Obama, locked in a neck-and-neck race with Republican Mitt Romney, pleaded with supporters Wednesday to cast early votes as he touched down in damp Iowa, chilly Colorado and took a helicopter through the gathering dusk in California.
Romney meanwhile, struggling to shrug off a new row over abortion and women's rights, fought back with a bold prediction that would win the November 6 election and consign Obama to the historical ignominy of a single term.
Obama's 40-hour, through-the-night trip will clock up more than 7,000 miles by the time he lands in Washington late Thursday, and is a signal of commitment and confidence that he can score right across the vast electoral map.
He opened Wednesday in the state where he made his name way back in 2008 -- Iowa -- telling voters that they knew they could trust him, but could not be sure exactly what Romney stood for, after a string of policy reversals.
Steering his "campaign marathon extravaganza" into Colorado, where he is locked in a close battle with Romney, Obama struck the theme of trust again, telling a 16,000 strong crowd: "You know I mean what I say."
Then Obama hopped into friendly Democratic territory in California, taping an appearance on "The Tonight Show With Jay Leno" and taking a humorous jab at old foe Donald Trump, who revived the conspiracy theory over his birthplace.
"This all dates back to when we were growing up together in Kenya," joked Obama, who was born in Hawaii to a Kenyan father and a white American mother.

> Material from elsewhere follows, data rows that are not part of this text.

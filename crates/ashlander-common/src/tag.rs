//! Four-character type codes.

use std::fmt;

use zerocopy::{FromBytes, Immutable, IntoBytes, KnownLayout};

/// A four-byte type code identifying a record or subrecord (`NPC_`, `NAME`, ...).
///
/// Tags compare by exact byte equality; no case folding is applied.
#[derive(
    Clone, Copy, PartialEq, Eq, Hash, PartialOrd, Ord, FromBytes, IntoBytes, Immutable, KnownLayout,
)]
#[repr(transparent)]
pub struct Tag([u8; 4]);

impl Tag {
    /// Size of a tag on disk.
    pub const SIZE: usize = 4;

    /// Create a tag from its four bytes.
    #[inline]
    pub const fn new(bytes: &[u8; 4]) -> Self {
        Self(*bytes)
    }

    /// Create a tag from the first four bytes of a slice.
    #[inline]
    pub fn from_slice(bytes: &[u8]) -> Option<Self> {
        bytes.get(..4).map(|b| Self([b[0], b[1], b[2], b[3]]))
    }

    /// Raw bytes of the tag.
    #[inline]
    pub const fn as_bytes(&self) -> &[u8; 4] {
        &self.0
    }
}

impl From<[u8; 4]> for Tag {
    fn from(bytes: [u8; 4]) -> Self {
        Self(bytes)
    }
}

impl PartialEq<[u8; 4]> for Tag {
    fn eq(&self, other: &[u8; 4]) -> bool {
        &self.0 == other
    }
}

impl PartialEq<&[u8; 4]> for Tag {
    fn eq(&self, other: &&[u8; 4]) -> bool {
        &self.0 == *other
    }
}

impl fmt::Display for Tag {
    fn fmt(&self, f: &mut fmt::Formatter<'_>) -> fmt::Result {
        for &b in &self.0 {
            if b.is_ascii_graphic() || b == b' ' {
                write!(f, "{}", b as char)?;
            } else {
                write!(f, "\\x{:02X}", b)?;
            }
        }
        Ok(())
    }
}

impl fmt::Debug for Tag {
    fn fmt(&self, f: &mut fmt::Formatter<'_>) -> fmt::Result {
        write!(f, "Tag({})", self)
    }
}

#[cfg(feature = "serde")]
impl serde::Serialize for Tag {
    fn serialize<S: serde::Serializer>(&self, serializer: S) -> Result<S::Ok, S::Error> {
        serializer.collect_str(self)
    }
}

#[cfg(test)]
mod tests {
    use super::*;

    #[test]
    fn test_display_escapes_non_printable() {
        assert_eq!(Tag::new(b"NPC_").to_string(), "NPC_");
        assert_eq!(Tag::new(b"AI_\x01").to_string(), "AI_\\x01");
    }

    #[test]
    fn test_exact_comparison() {
        assert_eq!(Tag::new(b"NAME"), *b"NAME");
        assert_ne!(Tag::new(b"NAME"), *b"name");
        assert_eq!(Tag::from_slice(b"CNDTxx"), Some(Tag::new(b"CNDT")));
        assert_eq!(Tag::from_slice(b"CND"), None);
    }
}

"When we finally moved to America, I thought it would be over," the president said with a beaming grin, though he admitted that, in reality, he had never met the flamboyant property mogul.
Trump earlier offered to pay $5 million to a charity of Obama's choice if the president released his college records and passport applications, as he continued to press his case that Obama's past hides embarrassing secrets.
Obama later flew into gamblers' paradise Las Vegas for a late night rally -- under a huge sign reading "Vote Early" -- as his campaign tried to drive supporters to the polls to build up an unassailable edge on Romney in Nevada.
"We are pulling an all-nighter, and if you are not going to sleep you might as well be in Vegas," Obama said.
Air Force One was then set for a "red-eye" flight east through the night for an early morning rally in the largest swing state, Florida.
Romney was also on the trail in the battleground states Wednesday, appearing in Reno, Nevada, and Iowa, again seeking to build an impression that his recent polling surge can be sustained in the final days of the campaign.
"The Obama campaign is slipping because it can't find an agenda to help the American families," Romney said.
"I'm optimistic. I'm optimistic, not just about winning... we are going to win by the way..." Romney said.
But Romney again saw his hopes of leveling a devastating attack on the president's economic record frustrated by another row over the Republican Party's attitude to women's health issues and abortion.
Republican Senate candidate Richard Mourdock said that pregnancy caused by rape was "something God intended to happen" offering an opening for the Obama campaign, which said Romney backs 1950s style social policies.
"I don't know how these guys come up with these ideas... rape is rape. It is a crime," Obama told Leno, and warned that politicians had no business making decisions for women about their bodies and health choices.
The row put Romney in an awkward spot with women voters, who already back Obama in larger numbers and whose support could prove decisive in knife-edge state races on November 6.
But Romney is also wary of alienating evangelical voters and social conservatives, who oppose abortion as an article of faith and who form an important part of his base in battlegrounds like Ohio.
Many experts believe that Ohio could decide the race, and a survey by Time magazine released Wednesday put the president up by five points in the state.
There were also signs that Romney's momentum of the last few weeks was abating. The Republican led a RealClearPolitics average of national polls by just 0.6 percent.
On Thursday, Obama will go from Florida to Virginia, a traditionally Republican state which he won in 2008, and then head to Illinois to cast his own early vote, before ending his tour with an evening rally in Ohio.
Romney meanwhile was putting his sole focus on Ohio, with a bus tour across the state to include three rallies.